→ **What to work on**: Return verbatim every line from the first line of the data below to the line that contains "pub fn reminder_speech(tasks: &[&Task])", inclusive, and no further.

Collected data
_____

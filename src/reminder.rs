//! Spoken reminders for tasks that are about to fall due

use std::sync::Arc;

use chrono::{DateTime, Local, TimeZone};
use tokio::task::JoinHandle;

use crate::config::ReminderConfig;
use crate::model::{CategoryFilter, Task, UserId};
use crate::speech::Speaker;
use crate::store::TaskStore;

/// Pending tasks due after `now` and no later than `now + horizon`
///
/// A due date counts from midnight at the start of that day in `now`'s zone.
#[must_use]
pub fn upcoming_tasks<'a, Tz: TimeZone>(
    tasks: &'a [Task],
    now: &DateTime<Tz>,
    horizon: chrono::Duration,
) -> Vec<&'a Task> {
    let limit = now.clone() + horizon;

    tasks
        .iter()
        .filter(|task| task.is_pending())
        .filter(|task| {
            task.due_date
                .and_then(|date| date.and_hms_opt(0, 0, 0))
                .and_then(|midnight| now.timezone().from_local_datetime(&midnight).earliest())
                .is_some_and(|due| due > *now && due <= limit)
        })
        .collect()
}

/// Reminder sentence, or `None` when nothing is due
#[must_use]
pub fn reminder_speech(tasks: &[&Task]) -> Option<String> {
    if tasks.is_empty() {
        return None;
    }

    let noun = if tasks.len() == 1 { "tarea" } else { "tareas" };
    let titles: Vec<&str> = tasks.iter().map(|t| t.title.as_str()).collect();

    Some(format!(
        "Recordatorio: Tienes {} {noun} con fecha límite próxima: {}",
        tasks.len(),
        titles.join(", ")
    ))
}

/// Check once and speak if anything is due; returns what was said
///
/// Failures are logged, never returned.
pub async fn check_once(
    store: &dyn TaskStore,
    speaker: &dyn Speaker,
    user_id: UserId,
    horizon: chrono::Duration,
) -> Option<String> {
    let tasks = match store.list_tasks(user_id, CategoryFilter::All).await {
        Ok(tasks) => tasks,
        Err(e) => {
            tracing::warn!(user_id, error = %e, "reminder check failed");
            return None;
        }
    };

    let upcoming = upcoming_tasks(&tasks, &Local::now(), horizon);
    let speech = reminder_speech(&upcoming)?;

    tracing::info!(user_id, count = upcoming.len(), "speaking due-date reminder");
    if let Err(e) = speaker.speak(&speech).await {
        tracing::warn!(error = %e, "reminder speech failed");
    }

    Some(speech)
}

/// Run reminder checks on an interval until the task is aborted
///
/// The first check happens immediately.
pub fn spawn_reminders(
    store: Arc<dyn TaskStore>,
    speaker: Arc<dyn Speaker>,
    user_id: UserId,
    config: &ReminderConfig,
) -> JoinHandle<()> {
    let period = config.interval;
    let horizon = config.horizon;

    tracing::info!(
        interval_secs = period.as_secs(),
        horizon_hours = horizon.num_hours(),
        "reminders enabled"
    );

    tokio::spawn(async move {
        let mut interval = tokio::time::interval(period);

        loop {
            interval.tick().await;
            check_once(store.as_ref(), speaker.as_ref(), user_id, horizon).await;
        }
    })
}

#[cfg(test)]
mod tests {
    use chrono::{NaiveDate, Utc};

    use super::*;
    use crate::model::Priority;

    fn task(id: i64, title: &str, due: Option<NaiveDate>, completed: bool) -> Task {
        Task {
            id,
            title: title.to_string(),
            description: None,
            completed,
            due_date: due,
            category_id: None,
            priority: Priority::Media,
            created_at: Utc::now(),
        }
    }

    fn date(m: u32, d: u32) -> NaiveDate {
        NaiveDate::from_ymd_opt(2025, m, d).unwrap()
    }

    #[test]
    fn test_upcoming_window() {
        let now = Utc.with_ymd_and_hms(2025, 5, 14, 9, 0, 0).unwrap();
        let tasks = vec![
            task(1, "informe", Some(date(5, 15)), false),
            task(2, "hoy", Some(date(5, 14)), false),
            task(3, "pasado", Some(date(5, 16)), false),
            task(4, "hecha", Some(date(5, 15)), true),
            task(5, "sin fecha", None, false),
        ];

        let upcoming = upcoming_tasks(&tasks, &now, chrono::Duration::hours(24));
        let ids: Vec<_> = upcoming.iter().map(|t| t.id).collect();
        assert_eq!(ids, vec![1]);
    }

    #[test]
    fn test_window_upper_bound_is_inclusive() {
        let now = Utc.with_ymd_and_hms(2025, 5, 14, 0, 0, 0).unwrap();
        let tasks = vec![task(1, "informe", Some(date(5, 15)), false)];

        assert_eq!(upcoming_tasks(&tasks, &now, chrono::Duration::hours(24)).len(), 1);
        assert!(upcoming_tasks(&tasks, &now, chrono::Duration::hours(23)).is_empty());
    }

    #[test]
    fn test_reminder_speech() {
        let one = task(1, "informe", None, false);
        let two = task(2, "pagar luz", None, false);

        assert_eq!(reminder_speech(&[]), None);
        assert_eq!(
            reminder_speech(&[&one]).unwrap(),
            "Recordatorio: Tienes 1 tarea con fecha límite próxima: informe"
        );
        assert_eq!(
            reminder_speech(&[&one, &two]).unwrap(),
            "Recordatorio: Tienes 2 tareas con fecha límite próxima: informe, pagar luz"
        );
    }
}
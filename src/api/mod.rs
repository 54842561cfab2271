//! HTTP API server for the voice task manager

mod auth;
pub mod categories;
mod error;
pub mod health;
pub mod speak;
pub mod tasks;
pub mod voice;

use std::sync::Arc;

use axum::Router;
use tokio::net::TcpListener;
use tower_http::cors::{Any, CorsLayer};
use tower_http::trace::TraceLayer;

pub use error::ApiError;

use crate::Result;
use crate::db::DbPool;
use crate::model::UserId;
use crate::session::VoiceSession;
use crate::speech::TextToSpeech;
use crate::store::TaskStore;

/// Shared state for API handlers
pub struct ApiState {
    pub db: DbPool,
    pub session: Arc<VoiceSession>,
    pub api_key: Option<String>,
    /// Cloud TTS for `/api/speak`; absent without an `OpenAI` key
    pub tts: Option<TextToSpeech>,
}

impl ApiState {
    /// Storage shared with the voice session
    #[must_use]
    pub fn store(&self) -> &Arc<dyn TaskStore> {
        self.session.store()
    }

    #[must_use]
    pub fn user_id(&self) -> UserId {
        self.session.user_id()
    }
}

/// Build the full router: health probes plus the authenticated `/api` tree
pub fn router(state: Arc<ApiState>) -> Router {
    // CORS layer for the browser client
    let cors = CorsLayer::new()
        .allow_origin(Any)
        .allow_methods(Any)
        .allow_headers(Any);

    Router::new()
        .nest("/api/tasks", tasks::router(state.clone()))
        .nest("/api/categories", categories::router(state.clone()))
        .nest("/api/voice", voice::router(state.clone()))
        .nest("/api/speak", speak::router(state.clone()))
        .merge(health::router())
        .merge(health::ready_router(state))
        .layer(cors)
        .layer(TraceLayer::new_for_http())
}

/// Configuration for building an API server
pub struct ApiServerBuilder {
    db: DbPool,
    session: Arc<VoiceSession>,
    port: u16,
    api_key: Option<String>,
    tts: Option<TextToSpeech>,
}

impl ApiServerBuilder {
    /// Create a new API server builder
    #[must_use]
    pub fn new(db: DbPool, session: Arc<VoiceSession>, port: u16) -> Self {
        Self {
            db,
            session,
            port,
            api_key: None,
            tts: None,
        }
    }

    /// Require this bearer key on `/api/*`
    #[must_use]
    pub fn api_key(mut self, key: Option<String>) -> Self {
        self.api_key = key;
        self
    }

    /// Enable `/api/speak`
    #[must_use]
    pub fn tts(mut self, tts: Option<TextToSpeech>) -> Self {
        self.tts = tts;
        self
    }

    /// Build the API server
    #[must_use]
    pub fn build(self) -> ApiServer {
        let state = Arc::new(ApiState {
            db: self.db,
            session: self.session,
            api_key: self.api_key,
            tts: self.tts,
        });

        ApiServer {
            state,
            port: self.port,
        }
    }
}

/// API server
pub struct ApiServer {
    state: Arc<ApiState>,
    port: u16,
}

impl ApiServer {
    /// Router over this server's state
    #[must_use]
    pub fn router(&self) -> Router {
        router(self.state.clone())
    }

    /// Run the API server
    ///
    /// # Errors
    ///
    /// Returns error if server fails to bind or run
    pub async fn run(self) -> Result<()> {
        if self.state.api_key.is_none() {
            tracing::warn!("API key not configured - allowing unauthenticated access");
        }

        let addr = format!("0.0.0.0:{}", self.port);
        let listener = TcpListener::bind(&addr)
            .await
            .map_err(|e| crate::Error::Config(format!("failed to bind API server: {e}")))?;

        tracing::info!(port = self.port, "API server listening");

        axum::serve(listener, self.router())
            .await
            .map_err(|e| crate::Error::Config(format!("API server error: {e}")))?;

        Ok(())
    }

    /// Run the API server in a background task
    #[must_use]
    pub fn spawn(self) -> tokio::task::JoinHandle<Result<()>> {
        tokio::spawn(async move { self.run().await })
    }
}
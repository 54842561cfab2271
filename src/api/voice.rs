//! Voice command endpoints
//!
//! The client does speech recognition and sends the transcript; the reply
//! carries the sentence to speak and whether a yes/no answer is expected.

use std::sync::Arc;

use axum::{
    Json, Router, middleware,
    extract::State,
    routing::{get, post},
};
use serde::{Deserialize, Serialize};

use super::{ApiError, ApiState, auth::require_api_key};
use crate::command::reply::HELP_SPEECH;
use crate::session::Reply;

#[derive(Debug, Deserialize)]
pub struct CommandRequest {
    pub transcript: String,
}

#[derive(Debug, Deserialize)]
pub struct ConfirmRequest {
    /// `true` runs the pending action, `false` discards it
    pub confirm: bool,
}

#[derive(Debug, Serialize)]
pub struct SpeechResponse {
    pub speech: Option<String>,
}

/// Interpret and execute one transcript
async fn command(
    State(state): State<Arc<ApiState>>,
    Json(request): Json<CommandRequest>,
) -> Result<Json<Reply>, ApiError> {
    tracing::debug!(transcript = %request.transcript, "voice command received");
    let reply = state.session.handle(&request.transcript).await?;
    Ok(Json(reply))
}

/// Answer the pending confirmation question
async fn confirm(
    State(state): State<Arc<ApiState>>,
    Json(request): Json<ConfirmRequest>,
) -> Result<Json<SpeechResponse>, ApiError> {
    if !request.confirm {
        if !state.session.cancel().await {
            return Err(ApiError::NotFound(
                "no action awaiting confirmation".to_string(),
            ));
        }
        return Ok(Json(SpeechResponse { speech: None }));
    }

    let reply = state.session.confirm().await?;
    Ok(Json(SpeechResponse {
        speech: reply.speech,
    }))
}

async fn help() -> Json<SpeechResponse> {
    Json(SpeechResponse {
        speech: Some(HELP_SPEECH.to_string()),
    })
}

/// Build voice router
pub fn router(state: Arc<ApiState>) -> Router {
    Router::new()
        .route("/command", post(command))
        .route("/confirm", post(confirm))
        .route("/help", get(help))
        .layer(middleware::from_fn_with_state(state.clone(), require_api_key))
        .with_state(state)
}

_____

→ **Exercise answer**:
filename src/reminder.rs
//! Spoken reminders for tasks that are about to fall due

use std::sync::Arc;

use chrono::{DateTime, Local, TimeZone};
use tokio::task::JoinHandle;

use crate::config::ReminderConfig;
use crate::model::{CategoryFilter, Task, UserId};
use crate::speech::Speaker;
use crate::store::TaskStore;

/// Pending tasks due after `now` and no later than `now + horizon`
///
/// A due date counts from midnight at the start of that day in `now`'s zone.
#[must_use]
pub fn upcoming_tasks<'a, Tz: TimeZone>(
    tasks: &'a [Task],
    now: &DateTime<Tz>,
    horizon: chrono::Duration,
) -> Vec<&'a Task> {
    let limit = now.clone() + horizon;

    tasks
        .iter()
        .filter(|task| task.is_pending())
        .filter(|task| {
            task.due_date
                .and_then(|date| date.and_hms_opt(0, 0, 0))
                .and_then(|midnight| now.timezone().from_local_datetime(&midnight).earliest())
                .is_some_and(|due| due > *now && due <= limit)
        })
        .collect()
}

/// Reminder sentence, or `None` when nothing is due
#[must_use]
pub fn reminder_speech(tasks: &[&Task]) -> Option<String> {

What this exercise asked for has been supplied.